> _Exercise goal_
Reproduce the opening lines of the records exactly, please, stopping after the line that contains "use std::io;".

> _Record set_

○ ○ ○

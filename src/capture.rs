//! Helpers for whatever feeds captures into the history: recognising
//! screenshot files and finding where the OS puts them.

use std::fs;
use std::path::{Path, PathBuf};

use tracing::debug;

const SCREENSHOT_EXTENSIONS: [&str; 3] = ["png", "jpg", "jpeg"];

/// True for `png`, `jpg` and `jpeg` files, in any letter case.
pub fn is_screenshot_file(path: &Path) -> bool {
    path.extension()
        .and_then(|e| e.to_str())
        .is_some_and(|ext| {
            SCREENSHOT_EXTENSIONS
                .iter()
                .any(|known| ext.eq_ignore_ascii_case(known))
        })
}

/// Most recently modified screenshot file directly inside `folder`.
pub fn latest_screenshot(folder: &Path) -> Option<PathBuf> {
    let entries = match fs::read_dir(folder) {
        Ok(entries) => entries,
        Err(e) => {
            debug!(error = %e, folder = %folder.display(), "Cannot read screenshot folder");
            return None;
        }
    };

    entries
        .filter_map(|entry| entry.ok())
        .map(|entry| entry.path())
        .filter(|path| path.is_file() && is_screenshot_file(path))
        .filter_map(|path| {
            let modified = fs::metadata(&path).and_then(|m| m.modified()).ok()?;
            Some((modified, path))
        })
        .max_by_key(|(modified, _)| *modified)
        .map(|(_, path)| path)
}

/// Folder the platform screenshot tool saves into by default.
pub fn default_screenshot_dir() -> Option<PathBuf> {
    let home = dirs::home_dir()?;

    #[cfg(target_os = "macos")]
    return Some(home.join("Desktop"));

    #[cfg(target_os = "windows")]
    return Some(home.join("Pictures").join("Screenshots"));

    #[cfg(not(any(target_os = "macos", target_os = "windows")))]
    {
        let pictures = dirs::picture_dir().unwrap_or_else(|| home.join("Pictures"));
        if pictures.exists() {
            Some(pictures)
        } else {
            Some(home)
        }
    }
}
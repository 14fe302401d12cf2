//! Persistent configuration handling for snapframe.
//!
//! Persists configuration in a JSON file:
//! `~/.config/snapframe/config.json` (or `$SNAPFRAME_HOME/config.json`).

use std::env;
use std::fs;
use std::io;
use std::path::{Path, PathBuf};

use dirs::config_dir;
use serde::{Deserialize, Serialize};
use thiserror::Error;
use tracing::{debug, error, warn};

use crate::capture;
use crate::history::MAX_RETAINED;
use crate::paths;
use crate::style::FrameStyle;

const APP_CONFIG_DIR_NAME: &str = "snapframe";
const CONFIG_FILE_NAME: &str = "config.json";

#[derive(Debug, Error)]
pub enum ConfigError {
    #[error("IO error: {0}")]
    Io(#[from] io::Error),
    #[error("JSON error: {0}")]
    Json(#[from] serde_json::Error),
    #[error("No config directory available on this platform")]
    NoConfigDir,
    #[error("No data directory available: {0}")]
    NoDataDir(String),
}

#[derive(Debug, Clone, Copy, PartialEq, Eq, Default, Serialize, Deserialize)]
#[serde(rename_all = "lowercase")]
pub enum LogLevel {
    Error,
    Warn,
    #[default]
    Info,
    Debug,
    Trace,
}

impl LogLevel {
    pub fn from_str(s: &str) -> Option<Self> {
        match s.to_ascii_uppercase().as_str() {
            "ERROR" => Some(Self::Error),
            "WARN" | "WARNING" => Some(Self::Warn),
            "INFO" => Some(Self::Info),
            "DEBUG" => Some(Self::Debug),
            "TRACE" => Some(Self::Trace),
            _ => None,
        }
    }

    pub fn as_str(&self) -> &'static str {
        match self {
            Self::Error => "ERROR",
            Self::Warn => "WARN",
            Self::Info => "INFO",
            Self::Debug => "DEBUG",
            Self::Trace => "TRACE",
        }
    }

    /// Directive understood by `tracing_subscriber::EnvFilter`.
    pub fn as_filter(&self) -> &'static str {
        match self {
            Self::Error => "error",
            Self::Warn => "warn",
            Self::Info => "info",
            Self::Debug => "debug",
            Self::Trace => "trace",
        }
    }
}

#[derive(Debug, Serialize, Deserialize, Default)]
struct RawConfig {
    #[serde(default)]
    log_level: Option<String>,
    #[serde(default)]
    max_retained: Option<usize>,
    #[serde(default)]
    storage_dir: Option<PathBuf>,
    #[serde(default)]
    screenshot_dir: Option<PathBuf>,
    #[serde(default)]
    style: Option<FrameStyle>,
}

/// Configuration with every default filled in.
#[derive(Debug, Clone, PartialEq, Serialize)]
pub struct Settings {
    pub log_level: LogLevel,
    pub max_retained: usize,
    pub storage_dir: PathBuf,
    pub screenshot_dir: Option<PathBuf>,
    pub style: FrameStyle,
}

impl Settings {
    fn resolve(raw: RawConfig) -> Result<Self, ConfigError> {
        let storage_dir = match raw.storage_dir.filter(|p| !p.as_os_str().is_empty()) {
            Some(dir) => dir,
            None => paths::get_storage_dir().map_err(ConfigError::NoDataDir)?,
        };
        Ok(Self {
            log_level: raw
                .log_level
                .as_deref()
                .and_then(LogLevel::from_str)
                .unwrap_or_default(),
            max_retained: raw.max_retained.unwrap_or(MAX_RETAINED).max(1),
            storage_dir,
            screenshot_dir: raw
                .screenshot_dir
                .filter(|p| !p.as_os_str().is_empty())
                .or_else(capture::default_screenshot_dir),
            style: raw.style.unwrap_or_default().clamped(),
        })
    }
}

pub fn config_path() -> Option<PathBuf> {
    if let Ok(home) = env::var(paths::HOME_ENV) {
        if !home.trim().is_empty() {
            return Some(PathBuf::from(home).join(CONFIG_FILE_NAME));
        }
    }
    let path = config_dir()?
        .join(APP_CONFIG_DIR_NAME)
        .join(CONFIG_FILE_NAME);
    Some(path)
}

fn ensure_config_dir_exists(path: &Path) -> io::Result<()> {
    if let Some(parent) = path.parent() {
        fs::create_dir_all(parent)?;
    }
    Ok(())
}

fn load_raw_config_from(path: &Path) -> Result<RawConfig, ConfigError> {
    if !path.exists() {
        debug!(?path, "Config file does not exist, using defaults");
        return Ok(RawConfig::default());
    }

    let data = fs::read_to_string(path)?;
    let cfg = serde_json::from_str(&data)?;
    debug!(?path, "Config loaded");
    Ok(cfg)
}

fn save_raw_config_to(path: &Path, mut cfg: RawConfig) -> Result<(), ConfigError> {
    ensure_config_dir_exists(path)?;
    cfg.log_level = cfg.log_level.filter(|s| !s.is_empty());
    cfg.storage_dir = cfg.storage_dir.filter(|p| !p.as_os_str().is_empty());
    cfg.screenshot_dir = cfg.screenshot_dir.filter(|p| !p.as_os_str().is_empty());

    let data = serde_json::to_string_pretty(&cfg)?;
    fs::write(path, data)?;
    debug!(?path, "Config saved");
    Ok(())
}

fn load_or_default_config(path: &Path) -> RawConfig {
    match load_raw_config_from(path) {
        Ok(cfg) => cfg,
        Err(err) => {
            warn!(error = ?err, "Failed to load existing config, starting fresh");
            RawConfig::default()
        }
    }
}

/// Loads settings from `path`. An unreadable or malformed file falls back to
/// defaults; only an unresolvable storage directory is an error.
pub fn load_settings_from(path: &Path) -> Result<Settings, ConfigError> {
    Settings::resolve(load_or_default_config(path))
}

pub fn load_settings() -> Result<Settings, ConfigError> {
    match config_path() {
        Some(path) => load_settings_from(&path),
        None => {
            debug!("No config_dir available, using defaults only");
            Settings::resolve(RawConfig::default())
        }
    }
}

/// Log level from the config file, read before logging is set up.
pub fn load_log_level() -> LogLevel {
    let Some(path) = config_path() else {
        return LogLevel::Info;
    };
    match load_raw_config_from(&path) {
        Ok(cfg) => cfg
            .log_level
            .as_deref()
            .and_then(LogLevel::from_str)
            .unwrap_or(LogLevel::Info),
        Err(err) => {
            eprintln!("Config: failed to load config, using default log level: {err:?}");
            LogLevel::Info
        }
    }
}

pub fn save_log_level_to(path: &Path, level: LogLevel) -> Result<(), ConfigError> {
    debug!(?level, "Saving log level");
    let mut cfg = load_or_default_config(path);
    cfg.log_level = Some(level.as_str().to_string());
    save_raw_config_to(path, cfg)
}

pub fn save_log_level(level: LogLevel) -> Result<(), ConfigError> {
    let path = config_path().ok_or(ConfigError::NoConfigDir)?;
    save_log_level_to(&path, level).inspect_err(|err| error!(error = ?err, "Failed to save log level"))
}

pub fn save_style_to(path: &Path, style: &FrameStyle) -> Result<(), ConfigError> {
    debug!(?style, "Saving frame style");
    let mut cfg = load_or_default_config(path);
    cfg.style = Some(style.clone().clamped());
    save_raw_config_to(path, cfg)
}

pub fn save_style(style: &FrameStyle) -> Result<(), ConfigError> {
    let path = config_path().ok_or(ConfigError::NoConfigDir)?;
    save_style_to(&path, style).inspect_err(|err| error!(error = ?err, "Failed to save frame style"))
}
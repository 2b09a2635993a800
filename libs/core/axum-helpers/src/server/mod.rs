//! Server infrastructure: router assembly with API docs, health endpoints,
//! graceful shutdown and connection cleanup.
//!
//! ```ignore
//! use axum_helpers::server::{create_production_app, create_router_with_docs, health_router};
//! use core_config::app_info;
//!
//! let router = create_router_with_docs(api_routes, ApiDoc::openapi())?;
//! let app = router.merge(health_router(app_info!()));
//! create_production_app(app, &config.server, Duration::from_secs(30), async {}).await?;
//! ```

pub mod app;
pub mod cleanup;
pub mod health;
pub mod shutdown;

pub use app::{build_router, create_production_app, create_router_with_docs, serve_with_coordinator};
pub use cleanup::close_postgres;
pub use health::{HealthCheckFuture, HealthResponse, health_router, run_health_checks};
pub use shutdown::{ShutdownCoordinator, shutdown_signal};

○ ○ ○

> _Problem solution_
filename src/capture.rs
//! Helpers for whatever feeds captures into the history: recognising
//! screenshot files and finding where the OS puts them.

use std::fs;
use std::path::{Path, PathBuf};

use tracing::debug;

const SCREENSHOT_EXTENSIONS: [&str; 3] = ["png", "jpg", "jpeg"];

/// True for `png`, `jpg` and `jpeg` files, in any letter case.
pub fn is_screenshot_file(path: &Path) -> bool {
    path.extension()
        .and_then(|e| e.to_str())
        .is_some_and(|ext| {
            SCREENSHOT_EXTENSIONS
                .iter()
                .any(|known| ext.eq_ignore_ascii_case(known))
        })
}

/// Most recently modified screenshot file directly inside `folder`.
pub fn latest_screenshot(folder: &Path) -> Option<PathBuf> {
    let entries = match fs::read_dir(folder) {
        Ok(entries) => entries,
        Err(e) => {
            debug!(error = %e, folder = %folder.display(), "Cannot read screenshot folder");
            return None;
        }
    };

    entries
        .filter_map(|entry| entry.ok())
        .map(|entry| entry.path())
        .filter(|path| path.is_file() && is_screenshot_file(path))
        .filter_map(|path| {
            let modified = fs::metadata(&path).and_then(|m| m.modified()).ok()?;
            Some((modified, path))
        })
        .max_by_key(|(modified, _)| *modified)
        .map(|(_, path)| path)
}

/// Folder the platform screenshot tool saves into by default.
pub fn default_screenshot_dir() -> Option<PathBuf> {
    let home = dirs::home_dir()?;

    #[cfg(target_os = "macos")]
    return Some(home.join("Desktop"));

    #[cfg(target_os = "windows")]
    return Some(home.join("Pictures").join("Screenshots"));

    #[cfg(not(any(target_os = "macos", target_os = "windows")))]
    {
        let pictures = dirs::picture_dir().unwrap_or_else(|| home.join("Pictures"));
        if pictures.exists() {
            Some(pictures)
        } else {
            Some(home)
        }
    }
}
repository 14fe302401d12cf2
//! Persistent configuration handling for snapframe.
//!
//! Persists configuration in a JSON file:
//! `~/.config/snapframe/config.json` (or `$SNAPFRAME_HOME/config.json`).

use std::env;
use std::fs;
use std::io;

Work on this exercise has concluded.